How Standard are Standards?

Listeroid Valve Guides

Listeroid Valve Guides

It was many years  ago I asked a friend in India, “just how many standards are there in the making of Listeroid engines?” I had given the example of the ID at the top of the Tappet Guide. This was a surface I had made a tool to grab hold of, but soon I realized that India had no standard for this ID, and each machinist took the liberty to finish it as he wished, and my tool only fit a portion of the tappet guides made 🙁  Yes, I had assumed way too much.

The answer I received, ” for many things, individual shops do what they think best”. 

Today I’d like to give another example, and this is CS Standard (Listeroid) Valve Guides.  Steve Hutson in Australia recently wrote me an email about the Lister 6/1 engines in his country (real ones), They generally have one press in, and one screw in Valve Guide. Some where between 1958 and present, the Indians thought better, and made both sides ‘press fits’.  This lowered the cost, and since it’s a world standard for valve guides today, it’s highly probable that no benefit was lost other than backwards compatibility with the older  original engines and earlier copies they made.

I didn’t research to see what David found Dursley to have done, they may have dropped the screw in at some point as well? 

But today, we might ask, just what does a standard clone valve guide look like?  And if they are different why?  How long should a guide be, and if it’s longer or shorter what is the advantage or disadvantage?  I volunteer to give at least one answer. If the guide is so long the valve can not seat, then it’s too long.  As for typical, I can tell you that most times the exhaust valve is fitted with the longer valve guide.

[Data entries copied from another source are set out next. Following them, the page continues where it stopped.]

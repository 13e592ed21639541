//! Page rasterization seam
//!
//! The engine hands the current serialized document to a [`PageRasterizer`].
//! The MuPDF-backed implementation lives in [`crate::mupdf`]; builds without
//! it use [`NoRasterizer`].

use super::error::{EditError, Result};

/// Default render scale (pixels per point).
pub const DEFAULT_RENDER_SCALE: f32 = 2.0;
pub const MIN_RENDER_SCALE: f32 = 0.1;
pub const MAX_RENDER_SCALE: f32 = 4.0;

/// Turns one page of a PDF into PNG bytes
pub trait PageRasterizer: Send + Sync {
    fn name(&self) -> &'static str;

    /// Render page `page` (zero-based) of `pdf` at `scale` pixels per point.
    fn render_png(&self, pdf: &[u8], page: usize, scale: f32) -> Result<Vec<u8>>;
}

/// Rasterizer for builds without a rendering backend
#[derive(Debug, Default, Clone, Copy)]
pub struct NoRasterizer;

impl PageRasterizer for NoRasterizer {
    fn name(&self) -> &'static str {
        "none"
    }

    fn render_png(&self, _pdf: &[u8], _page: usize, _scale: f32) -> Result<Vec<u8>> {
        Err(EditError::RenderUnavailable)
    }
}

/// Clamp a requested scale into the supported range.
pub fn clamp_scale(scale: f32) -> f32 {
    if scale.is_finite() {
        scale.clamp(MIN_RENDER_SCALE, MAX_RENDER_SCALE)
    } else {
        DEFAULT_RENDER_SCALE
    }
}

#[cfg(test)]
mod tests {
    use super::*;

    #[test]
    fn test_clamp_scale() {
        assert_eq!(clamp_scale(2.0), 2.0);
        assert_eq!(clamp_scale(0.0), MIN_RENDER_SCALE);
        assert_eq!(clamp_scale(100.0), MAX_RENDER_SCALE);
        assert_eq!(clamp_scale(f32::NAN), DEFAULT_RENDER_SCALE);
    }

    #[test]
    fn test_no_rasterizer() {
        assert!(matches!(
            NoRasterizer.render_png(b"%PDF", 0, 1.0),
            Err(EditError::RenderUnavailable)
        ));
    }
}
//! Route modules for the EditPDF server

pub mod documents;
pub mod health;
pub mod pages;
mod params;

use axum::{extract::DefaultBodyLimit, Router};
use serde::Serialize;

use crate::state::AppState;

/// Room for multipart boundaries and form fields around an upload
const MULTIPART_OVERHEAD: usize = 1024 * 1024;

/// Body of every successful mutation
#[derive(Debug, Serialize)]
pub struct StatusResponse {
    pub status: &'static str,
}

impl StatusResponse {
    pub fn ok() -> Self {
        Self { status: "ok" }
    }
}

/// Every `/api` route, with the body limit derived from the upload ceiling
/// (`0` lifts the limit).
pub fn api_router(max_upload_size: usize) -> Router<AppState> {
    let limit = if max_upload_size == 0 {
        DefaultBodyLimit::disable()
    } else {
        DefaultBodyLimit::max(max_upload_size.saturating_add(MULTIPART_OVERHEAD))
    };

    Router::new()
        .merge(documents::router())
        .merge(pages::router())
        .layer(limit)
}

The picture I enclose is of guides removed from what I’ve come to think of as a standard Listeroid  6/1,  they were removed from a head about 2003 vintage.  The valve guides to the right are from Central Maine Diesel and look very much different from the parts they display on their ‘on line parts order page’. But it was standard parts I ordered.

The hex head on one guide make me curious, I’m still the student, as I know I haven’t yet seen it all, nor do I know why it is.  My first thought is this guide is a universal part, and is finished according to need. If it’s a batch made for the screw in guides, it gets threads, if not, it’s built as a press in.  If it need be shorter, it gets cut off?

Now.. you have my guess, what’s yours?